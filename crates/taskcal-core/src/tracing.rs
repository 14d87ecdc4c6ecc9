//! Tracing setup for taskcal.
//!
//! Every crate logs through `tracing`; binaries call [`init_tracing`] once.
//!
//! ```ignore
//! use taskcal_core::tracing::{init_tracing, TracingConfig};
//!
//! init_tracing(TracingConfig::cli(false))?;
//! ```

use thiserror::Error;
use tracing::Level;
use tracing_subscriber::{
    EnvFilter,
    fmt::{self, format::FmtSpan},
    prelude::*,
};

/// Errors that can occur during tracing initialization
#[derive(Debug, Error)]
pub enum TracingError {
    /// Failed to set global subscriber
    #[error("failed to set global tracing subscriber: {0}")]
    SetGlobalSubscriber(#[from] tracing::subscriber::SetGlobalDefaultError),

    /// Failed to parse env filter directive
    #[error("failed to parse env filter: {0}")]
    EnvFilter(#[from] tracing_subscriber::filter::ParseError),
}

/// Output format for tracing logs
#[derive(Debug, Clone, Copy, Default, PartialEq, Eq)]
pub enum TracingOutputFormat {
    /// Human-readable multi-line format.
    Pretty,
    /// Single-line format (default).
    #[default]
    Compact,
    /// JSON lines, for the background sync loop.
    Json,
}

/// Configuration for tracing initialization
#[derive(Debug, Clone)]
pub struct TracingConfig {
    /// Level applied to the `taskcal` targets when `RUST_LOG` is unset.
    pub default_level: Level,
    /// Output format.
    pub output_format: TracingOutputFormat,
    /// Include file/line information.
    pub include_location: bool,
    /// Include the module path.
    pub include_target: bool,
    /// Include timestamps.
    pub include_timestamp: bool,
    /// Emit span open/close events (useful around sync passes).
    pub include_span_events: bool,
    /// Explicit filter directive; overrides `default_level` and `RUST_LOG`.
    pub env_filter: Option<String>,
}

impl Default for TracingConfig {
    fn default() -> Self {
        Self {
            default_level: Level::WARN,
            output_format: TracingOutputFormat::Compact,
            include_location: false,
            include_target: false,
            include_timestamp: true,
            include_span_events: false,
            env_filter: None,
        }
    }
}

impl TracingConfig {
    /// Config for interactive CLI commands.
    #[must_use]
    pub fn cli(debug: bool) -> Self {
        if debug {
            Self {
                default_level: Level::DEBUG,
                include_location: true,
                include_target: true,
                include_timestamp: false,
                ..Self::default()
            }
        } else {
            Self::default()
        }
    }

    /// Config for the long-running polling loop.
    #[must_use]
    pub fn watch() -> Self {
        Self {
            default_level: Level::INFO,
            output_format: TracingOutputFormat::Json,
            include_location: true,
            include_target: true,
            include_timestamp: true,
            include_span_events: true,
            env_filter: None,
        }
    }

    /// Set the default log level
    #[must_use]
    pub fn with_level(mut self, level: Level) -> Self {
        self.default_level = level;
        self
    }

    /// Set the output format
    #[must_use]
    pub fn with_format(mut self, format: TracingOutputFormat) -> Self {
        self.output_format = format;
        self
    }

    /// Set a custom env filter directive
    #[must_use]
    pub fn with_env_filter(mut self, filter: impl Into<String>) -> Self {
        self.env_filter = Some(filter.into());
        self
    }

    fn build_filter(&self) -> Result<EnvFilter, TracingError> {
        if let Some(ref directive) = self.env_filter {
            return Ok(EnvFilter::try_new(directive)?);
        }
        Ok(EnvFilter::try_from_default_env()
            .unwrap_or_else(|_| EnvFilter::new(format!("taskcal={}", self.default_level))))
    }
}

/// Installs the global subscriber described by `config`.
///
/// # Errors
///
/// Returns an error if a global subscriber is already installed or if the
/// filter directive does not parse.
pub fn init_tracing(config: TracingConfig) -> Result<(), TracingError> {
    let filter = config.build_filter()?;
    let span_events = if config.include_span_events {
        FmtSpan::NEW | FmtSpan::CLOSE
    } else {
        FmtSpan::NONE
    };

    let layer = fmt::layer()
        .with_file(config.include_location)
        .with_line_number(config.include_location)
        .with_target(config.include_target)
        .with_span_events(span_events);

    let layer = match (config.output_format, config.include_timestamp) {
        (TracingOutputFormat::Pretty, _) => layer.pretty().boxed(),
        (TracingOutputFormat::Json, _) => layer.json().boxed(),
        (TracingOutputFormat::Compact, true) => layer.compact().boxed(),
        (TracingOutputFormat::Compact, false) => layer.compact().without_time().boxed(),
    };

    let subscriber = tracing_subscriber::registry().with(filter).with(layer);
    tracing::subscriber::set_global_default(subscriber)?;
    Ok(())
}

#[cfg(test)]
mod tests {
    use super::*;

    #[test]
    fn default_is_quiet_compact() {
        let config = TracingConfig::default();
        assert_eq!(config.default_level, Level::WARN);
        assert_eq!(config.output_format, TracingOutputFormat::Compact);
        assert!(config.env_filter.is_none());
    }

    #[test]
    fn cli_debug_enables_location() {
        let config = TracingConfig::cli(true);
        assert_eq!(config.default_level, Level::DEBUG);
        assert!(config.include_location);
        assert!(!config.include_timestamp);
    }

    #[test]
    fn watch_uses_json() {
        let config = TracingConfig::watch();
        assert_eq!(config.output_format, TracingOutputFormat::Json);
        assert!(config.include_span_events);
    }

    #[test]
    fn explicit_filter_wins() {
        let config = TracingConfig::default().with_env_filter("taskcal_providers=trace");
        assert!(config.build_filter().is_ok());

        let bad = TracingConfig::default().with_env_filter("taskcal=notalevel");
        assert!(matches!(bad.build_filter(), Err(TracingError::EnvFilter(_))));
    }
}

────────

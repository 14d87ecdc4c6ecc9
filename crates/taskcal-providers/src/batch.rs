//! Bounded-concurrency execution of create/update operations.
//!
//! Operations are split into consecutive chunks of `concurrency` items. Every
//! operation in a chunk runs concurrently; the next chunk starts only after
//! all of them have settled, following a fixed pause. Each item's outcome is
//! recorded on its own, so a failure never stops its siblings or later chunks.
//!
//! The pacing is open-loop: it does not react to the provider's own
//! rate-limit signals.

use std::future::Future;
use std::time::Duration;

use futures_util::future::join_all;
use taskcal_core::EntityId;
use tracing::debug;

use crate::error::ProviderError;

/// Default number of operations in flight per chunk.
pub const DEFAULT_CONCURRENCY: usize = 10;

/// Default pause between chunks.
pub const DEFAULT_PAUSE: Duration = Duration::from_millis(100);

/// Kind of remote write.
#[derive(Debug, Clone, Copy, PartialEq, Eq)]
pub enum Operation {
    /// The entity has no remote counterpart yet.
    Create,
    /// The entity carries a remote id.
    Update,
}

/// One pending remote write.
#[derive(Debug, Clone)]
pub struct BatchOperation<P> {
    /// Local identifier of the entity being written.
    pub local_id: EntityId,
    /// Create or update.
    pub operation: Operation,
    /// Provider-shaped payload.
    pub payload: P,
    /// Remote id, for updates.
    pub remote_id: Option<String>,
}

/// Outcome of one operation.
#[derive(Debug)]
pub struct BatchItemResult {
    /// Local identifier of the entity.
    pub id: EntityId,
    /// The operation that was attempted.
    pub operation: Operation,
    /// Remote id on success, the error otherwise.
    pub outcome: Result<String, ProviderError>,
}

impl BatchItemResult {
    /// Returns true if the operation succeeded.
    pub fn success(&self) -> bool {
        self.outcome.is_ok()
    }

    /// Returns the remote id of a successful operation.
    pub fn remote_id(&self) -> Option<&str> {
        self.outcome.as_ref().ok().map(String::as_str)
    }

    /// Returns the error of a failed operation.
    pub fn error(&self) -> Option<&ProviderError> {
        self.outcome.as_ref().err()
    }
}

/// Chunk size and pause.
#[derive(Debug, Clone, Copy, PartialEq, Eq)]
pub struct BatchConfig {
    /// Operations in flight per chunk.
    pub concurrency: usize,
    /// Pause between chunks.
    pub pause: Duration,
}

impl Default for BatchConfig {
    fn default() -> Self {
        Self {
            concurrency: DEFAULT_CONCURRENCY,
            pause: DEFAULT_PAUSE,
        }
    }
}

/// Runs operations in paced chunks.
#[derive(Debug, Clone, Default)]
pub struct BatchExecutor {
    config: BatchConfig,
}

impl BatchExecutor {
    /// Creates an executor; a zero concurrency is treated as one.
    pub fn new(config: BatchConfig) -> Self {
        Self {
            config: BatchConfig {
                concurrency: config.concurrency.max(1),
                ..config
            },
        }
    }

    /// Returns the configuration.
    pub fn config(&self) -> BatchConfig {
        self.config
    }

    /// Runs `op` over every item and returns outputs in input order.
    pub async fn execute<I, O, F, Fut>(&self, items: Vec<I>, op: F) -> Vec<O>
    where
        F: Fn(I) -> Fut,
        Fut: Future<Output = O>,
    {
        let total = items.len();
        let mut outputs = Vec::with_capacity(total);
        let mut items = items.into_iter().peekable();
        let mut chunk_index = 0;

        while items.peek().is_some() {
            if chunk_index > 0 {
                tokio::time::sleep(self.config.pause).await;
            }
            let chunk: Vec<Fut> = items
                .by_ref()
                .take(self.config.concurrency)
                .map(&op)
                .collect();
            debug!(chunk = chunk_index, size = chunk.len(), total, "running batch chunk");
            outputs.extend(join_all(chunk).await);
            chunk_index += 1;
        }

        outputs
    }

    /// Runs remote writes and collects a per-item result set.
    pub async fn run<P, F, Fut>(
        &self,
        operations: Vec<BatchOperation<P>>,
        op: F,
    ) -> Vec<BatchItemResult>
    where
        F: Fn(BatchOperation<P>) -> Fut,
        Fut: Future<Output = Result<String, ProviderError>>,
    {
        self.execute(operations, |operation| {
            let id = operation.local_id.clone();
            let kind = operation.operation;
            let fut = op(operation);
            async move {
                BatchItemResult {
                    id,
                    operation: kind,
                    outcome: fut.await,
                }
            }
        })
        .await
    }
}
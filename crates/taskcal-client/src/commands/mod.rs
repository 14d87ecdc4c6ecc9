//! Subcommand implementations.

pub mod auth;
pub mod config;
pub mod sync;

────────

» **TASK ITEM**: Only those lines of the entries above that run from the line containing "self.env_filter = Some(filter.into());" to the line containing "pub fn init_tracing(config: TracingConfig)", both included, should be transcribed exactly.

» **ANSWER TO THIS EXERCISE**:
        self.env_filter = Some(filter.into());
        self
    }

    fn build_filter(&self) -> Result<EnvFilter, TracingError> {
        if let Some(ref directive) = self.env_filter {
            return Ok(EnvFilter::try_new(directive)?);
        }
        Ok(EnvFilter::try_from_default_env()
            .unwrap_or_else(|_| EnvFilter::new(format!("taskcal={}", self.default_level))))
    }
}

/// Installs the global subscriber described by `config`.
///
/// # Errors
///
/// Returns an error if a global subscriber is already installed or if the
/// filter directive does not parse.
pub fn init_tracing(config: TracingConfig) -> Result<(), TracingError> {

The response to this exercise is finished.